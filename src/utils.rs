//! Pattern helpers shared by the processors.
//!
//! Every pattern in the crate goes through [`re_compile`] so the flags stay
//! consistent: Unicode-aware, multi-line and dot-matches-newline, plus
//! case-insensitive unless a rule asks otherwise.

use std::borrow::Cow;
use std::collections::HashMap;

use fancy_regex::{Captures, Regex, RegexBuilder, Replacer};
use itertools::Itertools;

use crate::error::ConfigError;
use crate::processors::expressions::Replace;

/// Case handling for a compiled pattern.
#[derive(Debug, Clone, Copy, PartialEq, Eq, Default)]
pub enum Case {
    #[default]
    Insensitive,
    Sensitive,
}

impl Case {
    fn flags(self) -> &'static str {
        match self {
            Case::Insensitive => "(?ims)",
            Case::Sensitive => "(?ms)",
        }
    }
}

/// Backtracking steps one search may take before the engine gives up.
///
/// The engine's own default is low enough for ordinary prose of a few
/// dozen kilobytes to reach it.
pub const BACKTRACK_LIMIT: usize = 100_000_000;

/// Compile `pattern` with the crate's standard flags.
pub fn re_compile(pattern: &str, case: Case) -> Result<Regex, ConfigError> {
    RegexBuilder::new(&format!("{}{}", case.flags(), pattern))
        .backtrack_limit(BACKTRACK_LIMIT)
        .build()
        .map_err(|err| ConfigError::InvalidPattern {
            pattern: pattern.to_string(),
            message: err.to_string(),
        })
}

/// Join escaped `choices` into a regex alternation (without a group).
///
/// ```
/// use typus::utils::re_choices;
///
/// assert_eq!(re_choices(["foo", "b.r"]), r"foo|b\.r");
/// ```
pub fn re_choices<'a>(choices: impl IntoIterator<Item = &'a str>) -> String {
    choices.into_iter().map(fancy_regex::escape).join("|")
}

/// Build an alternation of the keys in `data` and a replacement that maps a
/// match back to its value.
///
/// Keys are stored lower-cased and looked up the same way, so the pair is
/// meant for a case-insensitive pattern: `(C)` and `(c)` both map to `©`.
/// Longer keys come first in the alternation so a short key never shadows a
/// longer one sharing its prefix.
pub fn map_choices<'a>(data: impl IntoIterator<Item = (&'a str, &'a str)>) -> (String, Replace) {
    let options: HashMap<String, String> = data
        .into_iter()
        .map(|(find, replace)| (find.to_lowercase(), replace.to_string()))
        .collect();

    let choices = re_choices(
        options
            .keys()
            .map(String::as_str)
            .sorted_by(|a, b| b.chars().count().cmp(&a.chars().count()).then(a.cmp(b))),
    );

    let replace = Replace::func(move |caps| {
        let found = &caps[0];
        options
            .get(&found.to_lowercase())
            .cloned()
            .unwrap_or_else(|| found.to_string())
    });
    (choices, replace)
}

/// Replace every match of `regex` in `text`.
///
/// Returns `None` when nothing matched. A pattern that blows the engine's
/// backtracking limit is skipped with a warning, also yielding `None`, so
/// callers keep their input untouched.
pub fn replace_all<R: Replacer>(regex: &Regex, text: &str, replacer: R) -> Option<String> {
    match regex.try_replacen(text, 0, replacer) {
        Ok(Cow::Owned(replaced)) => Some(replaced),
        Ok(Cow::Borrowed(_)) => None,
        Err(err) => {
            log::warn!("skipping pattern {:?}: {}", regex.as_str(), err);
            None
        }
    }
}

/// Splits a list of phrases on a delimiter, honouring backslash-escaped
/// delimiters and stripping spaces around every phrase.
///
/// Meant for [`Options::escape_phrases`](crate::Options::escape_phrases).
///
/// ```
/// use typus::utils::Splinter;
///
/// let split = Splinter::new(",  ").unwrap();
/// assert_eq!(split.split(r"a, b,c ,  d\,e"), ["a", "b", "c", "d,e"]);
/// ```
#[derive(Debug)]
pub struct Splinter {
    delimiter: String,
    escaped: String,
    pattern: Regex,
}

impl Splinter {
    pub fn new(delimiter: &str) -> Result<Self, ConfigError> {
        let delim = delimiter.trim_matches([' ', '\\']);
        if delim.is_empty() {
            return Err(ConfigError::InvalidDelimiter(delimiter.to_string()));
        }

        // Doesn't split escaped delimiters
        let pattern = re_compile(
            &format!(r"(?<!\\){}\s*", fancy_regex::escape(delim)),
            Case::Sensitive,
        )?;
        Ok(Splinter {
            delimiter: delim.to_string(),
            escaped: format!("\\{delim}"),
            pattern,
        })
    }

    pub fn split(&self, phrases: &str) -> Vec<String> {
        let mut parts = Vec::new();
        let mut start = 0;
        for found in self.pattern.find_iter(phrases) {
            match found {
                Ok(m) => {
                    parts.push(&phrases[start..m.start()]);
                    start = m.end();
                }
                Err(err) => {
                    log::warn!("splitting stopped early: {err}");
                    break;
                }
            }
        }
        parts.push(&phrases[start..]);

        parts
            .into_iter()
            .map(|part| part.replace(&self.escaped, &self.delimiter).trim().to_string())
            .collect()
    }
}

/// Convenience for replacement functions: the text of group `index`, or an
/// empty string when the group didn't take part in the match.
pub fn group<'t>(caps: &Captures<'t>, index: usize) -> &'t str {
    caps.get(index).map_or("", |m| m.as_str())
}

++++++++

**EXERCISE:** For this exercise, find all lines in the records containing the word "push" and copy them.

**ANSWER TO THIS EXERCISE:**
                    parts.push(&phrases[start..m.start()]);
        parts.push(&phrases[start..]);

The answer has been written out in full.